I am often asked about the appropriate gift to give your child's teacher around the holidays or at the end of the school year. After almost two decades as an elementary school teacher, here are some thoughts:
First, not giving your teacher nothing is perfectly fine. Teachers do not expect to receive a gift and are often surprised by the generosity of parents, especially considering the state of the economy today and the expenses associated with raising children.
Not giving a gift does not make you a bad parent in anyway whatsoever.
Contrary to the belief of at least a few parents who I know, the gift that a teacher receives (or does not receive) has no bearing on his or her opinion of the parent, the child, or the family in general. We do not keep score in terms of gift giving. No teacher will ever remember which child arrived at school with a gift and which did not.
Trust me. Not giving a gift is perfectly acceptable with every teacher in every situation.
In fact, many schools have a policy that does not permit teachers to accept gifts from parents, so offering a gift can place a teacher in an awkward and difficult position. Refusing the gift, regardless of the policy, is impolite, but accepting the gift violates school policy.
As a result, no gift is sometimes just easier for a teacher.
But if you're going to give your child’s teacher a gift (full disclosure: my wife and I give gifts to our child's teachers), here are a few suggestions:
The best gift I ever received from parents was given to me when my daughter was born. Each student in my class purchased his or her favorite childhood book and signed the inside cover with a message to Clara. These books were then assembled into a library and presented to me after Clara’s birth. The books in that library are still some of Clara’s favorites today, and we always take a moment to read the messages that my former students wrote to her. A couple of the kids actually pasted photographs of themselves into the book along with the message, and Clara now knows these kids by name.
It was a remarkable thoughtful and lasting gift that I continue to appreciate to this day.
Three things to take away from this:
- Books make excellent gifts. Be sure to personalize them with a message for the teacher if you decide to give a book.
- Gifts for a teacher’s children make excellent gifts.
- When the class is able to come together and pool their resources, the gift that the teacher receives is often something special.
Along these same lines, I know a teacher who received a gift certificate to the local golf course from his class at the end of the school year. Not only was this thoughtful in terms of matching the gift to the teacher’s interest, but he was able to brag to his golf buddies (myself included) that every round of golf throughout the summer was sponsored by his students.
Making an effort to match the gift to the teacher’s interests and passion is always appreciated.
Playing golf for free is great.
Providing a teacher with the opportunity to taunt his friends all summer long is the best.
But when it comes to gifts, I firmly believe that the best gift that you can give a teacher is simply a note expressing your appreciation for all that he or she has done for your child.
Teaching can be a lonely profession. We work in isolation for much of the day, and our primary clients - the students - are not always forthcoming or insightful enough to adequately express their appreciation for their teachers. While we are routinely observed and critiqued by administers, these critiques do nothing to elucidate the impact that a teacher can have on a student or a family.

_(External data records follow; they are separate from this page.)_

//! Persistence of last-seen trigger markers.
//!
//! A marker is the commit SHA (or time slot) a schedule last fired for on a
//! given branch. Stores must survive process restarts so a restarted trigger
//! does not fire twice for the same commit.

use std::collections::{BTreeMap, HashMap};
use std::fs;
use std::io::Write;
use std::path::{Path, PathBuf};
use std::sync::Mutex;

use async_trait::async_trait;
use chrono::{DateTime, Utc};
use serde::{Deserialize, Serialize};
use tempfile::NamedTempFile;
use tracing::debug;

use crate::error::{MatrixError, Result};

/// Storage seam for trigger markers.
#[async_trait]
pub trait MarkerStore: Send + Sync {
    /// Last marker recorded for `(schedule, branch)`, if any.
    async fn last_marker(&self, schedule: &str, branch: &str) -> Result<Option<String>>;

    /// Replace the marker for `(schedule, branch)`.
    async fn record_marker(&self, schedule: &str, branch: &str, marker: &str) -> Result<()>;

    /// Replace several `(schedule, marker)` pairs for one branch.
    ///
    /// Stores that can write all pairs at once should override this; the
    /// default records them one by one.
    async fn record_markers(&self, branch: &str, markers: &[(String, String)]) -> Result<()> {
        for (schedule, marker) in markers {
            self.record_marker(schedule, branch, marker).await?;
        }
        Ok(())
    }
}

/// One persisted marker entry.
#[derive(Debug, Clone, Serialize, Deserialize, PartialEq)]
pub struct MarkerEntry {
    pub marker: String,
    pub recorded_at: DateTime<Utc>,
}

type MarkerTable = BTreeMap<String, BTreeMap<String, MarkerEntry>>;

/// JSON-file marker store.
///
/// Layout: `{ "<schedule>": { "<branch>": { "marker": .., "recorded_at": .. } } }`.
/// Every write replaces the file atomically (temp file + rename in the same directory).
pub struct FsMarkerStore {
    path: PathBuf,
    table: Mutex<MarkerTable>,
}

impl FsMarkerStore {
    /// Open (or lazily create) the store at `path`.
    pub fn open(path: impl AsRef<Path>) -> Result<Self> {
        let path = path.as_ref().to_path_buf();
        let table = match fs::read(&path) {
            Ok(bytes) if bytes.is_empty() => MarkerTable::new(),
            Ok(bytes) => serde_json::from_slice(&bytes)?,
            Err(e) if e.kind() == std::io::ErrorKind::NotFound => MarkerTable::new(),
            Err(e) => return Err(MatrixError::Io(e)),
        };
        debug!(path = %path.display(), schedules = table.len(), "opened marker store");
        Ok(Self {
            path,
            table: Mutex::new(table),
        })
    }

    pub fn path(&self) -> &Path {
        &self.path
    }

    fn persist(&self, table: &MarkerTable) -> Result<()> {
        let dir = match self.path.parent() {
            Some(parent) if !parent.as_os_str().is_empty() => parent.to_path_buf(),
            _ => PathBuf::from("."),
        };
        fs::create_dir_all(&dir)?;

        let mut tmp = NamedTempFile::new_in(&dir)?;
        tmp.write_all(&serde_json::to_vec_pretty(table)?)?;
        tmp.persist(&self.path).map_err(|e| MatrixError::Io(e.error))?;
        Ok(())
    }
}

#[async_trait]
impl MarkerStore for FsMarkerStore {
    async fn last_marker(&self, schedule: &str, branch: &str) -> Result<Option<String>> {
        let table = self
            .table
            .lock()
            .map_err(|_| MatrixError::MarkerStore("marker table lock poisoned".to_string()))?;
        Ok(table
            .get(schedule)
            .and_then(|branches| branches.get(branch))
            .map(|entry| entry.marker.clone()))
    }

    async fn record_marker(&self, schedule: &str, branch: &str, marker: &str) -> Result<()> {
        self.record_markers(branch, &[(schedule.to_string(), marker.to_string())])
            .await
    }

    /// One file write for all pairs. The in-memory table only changes once
    /// the write has succeeded.
    async fn record_markers(&self, branch: &str, markers: &[(String, String)]) -> Result<()> {
        let mut table = self
            .table
            .lock()
            .map_err(|_| MatrixError::MarkerStore("marker table lock poisoned".to_string()))?;
        let mut updated = table.clone();
        let recorded_at = Utc::now();
        for (schedule, marker) in markers {
            updated.entry(schedule.clone()).or_default().insert(
                branch.to_string(),
                MarkerEntry {
                    marker: marker.clone(),
                    recorded_at,
                },
            );
        }
        self.persist(&updated)?;
        *table = updated;
        Ok(())
    }
}

/// In-memory marker store for tests.
#[derive(Debug, Default)]
pub struct MemoryMarkerStore {
    markers: Mutex<HashMap<(String, String), String>>,
}

impl MemoryMarkerStore {
    pub fn new() -> Self {
        Self::default()
    }
}

#[async_trait]
impl MarkerStore for MemoryMarkerStore {
    async fn last_marker(&self, schedule: &str, branch: &str) -> Result<Option<String>> {
        let markers = self.markers.lock().unwrap();
        Ok(markers
            .get(&(schedule.to_string(), branch.to_string()))
            .cloned())
    }

    async fn record_marker(&self, schedule: &str, branch: &str, marker: &str) -> Result<()> {
        let mut markers = self.markers.lock().unwrap();
        markers.insert(
            (schedule.to_string(), branch.to_string()),
            marker.to_string(),
        );
        Ok(())
    }
}

#[cfg(test)]
mod tests {
    use super::*;

    #[tokio::test]
    async fn test_fs_store_missing_file_is_empty() {
        let dir = tempfile::tempdir().unwrap();
        let store = FsMarkerStore::open(dir.path().join("markers.json")).unwrap();
        assert_eq!(store.last_marker("commit_master", "master").await.unwrap(), None);
    }

    #[tokio::test]
    async fn test_fs_store_survives_reopen() {
        let dir = tempfile::tempdir().unwrap();
        let path = dir.path().join("state").join("markers.json");

        let store = FsMarkerStore::open(&path).unwrap();
        store
            .record_marker("commit_master", "master", "abc123")
            .await
            .unwrap();
        drop(store);

        let reopened = FsMarkerStore::open(&path).unwrap();
        assert_eq!(
            reopened.last_marker("commit_master", "master").await.unwrap(),
            Some("abc123".to_string())
        );
        assert_eq!(reopened.last_marker("commit_master", "dev").await.unwrap(), None);
    }

    #[tokio::test]
    async fn test_fs_store_overwrites_marker() {
        let dir = tempfile::tempdir().unwrap();
        let store = FsMarkerStore::open(dir.path().join("markers.json")).unwrap();
        store.record_marker("nightly", "master", "2026-10-16").await.unwrap();
        store.record_marker("nightly", "master", "2026-10-17").await.unwrap();
        assert_eq!(
            store.last_marker("nightly", "master").await.unwrap(),
            Some("2026-10-17".to_string())
        );
    }

    #[tokio::test]
    async fn test_fs_store_failed_write_leaves_markers_unchanged() {
        let dir = tempfile::tempdir().unwrap();
        let state = dir.path().join("state");
        let store = FsMarkerStore::open(state.join("markers.json")).unwrap();
        // The store directory cannot be created once a file holds its name.
        std::fs::write(&state, "not a directory").unwrap();

        assert!(store.record_marker("commit", "master", "abc123").await.is_err());
        assert_eq!(store.last_marker("commit", "master").await.unwrap(), None);
    }

    #[tokio::test]
    async fn test_fs_store_records_batch_in_one_write() {
        let dir = tempfile::tempdir().unwrap();
        let path = dir.path().join("markers.json");
        let store = FsMarkerStore::open(&path).unwrap();
        store
            .record_markers(
                "master",
                &[
                    ("commit".to_string(), "abc123".to_string()),
                    ("adhoc".to_string(), "req-1".to_string()),
                ],
            )
            .await
            .unwrap();

        let reopened = FsMarkerStore::open(&path).unwrap();
        assert_eq!(
            reopened.last_marker("commit", "master").await.unwrap().as_deref(),
            Some("abc123")
        );
        assert_eq!(
            reopened.last_marker("adhoc", "master").await.unwrap().as_deref(),
            Some("req-1")
        );
    }

    #[test]
    fn test_fs_store_rejects_corrupt_file() {
        let dir = tempfile::tempdir().unwrap();
        let path = dir.path().join("markers.json");
        std::fs::write(&path, b"{not json").unwrap();
        assert!(matches!(
            FsMarkerStore::open(&path),
            Err(MatrixError::Serialization(_))
        ));
    }

    #[tokio::test]
    async fn test_memory_store_roundtrip() {
        let store = MemoryMarkerStore::new();
        store.record_marker("s", "b", "m").await.unwrap();
        assert_eq!(store.last_marker("s", "b").await.unwrap(), Some("m".to_string()));
    }
}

I have letters from mothers and fathers that I cherish as much as any other object in my life. I read these letters after difficult days in the classroom, and they lift my spirits beyond measure. They serve as reminders that what I do is making a difference in the world when a tough day or an impossible situation causes me to think otherwise.
Regardless of the gift that you plan on giving your child’s teacher this year, take some time to sit down and write a letter to your child’s teachers, telling them how much they have come to mean to you and your child. Remind the teacher that his or her impact extends far beyond the classroom and that he or she is making a difference in the life of your child.
And if you truly believe that your child’s teacher is exemplary, send that letter to the principal and even the superintendent of schools as well. During my first year of teaching, a mother sent a note to me during the holidays expressing her appreciation for all I was doing for her daughter, and along with it was a copy of a letter that she had sent to the principal and superintendent expressing her support for me.
As a first year teacher, this meant the world to me. It was better than anything else I could have been given that year. It is still one of the best gifts that anyone has ever given me.
When deciding upon a gift for a teacher, consider the gift of words. Give the gift of appreciation and admiration and love. It really is the best gift that you could give.
Yes, my wife and I will probably be giving Clara’s teachers a gift this year, but we will also take an evening to sit down and write a letter thanking them for all that they do on a daily basis to help make our little girl the person she is today.
I suspect that they will appreciate and cherish these letters more than any book or gift certificate that Elysha and I may give.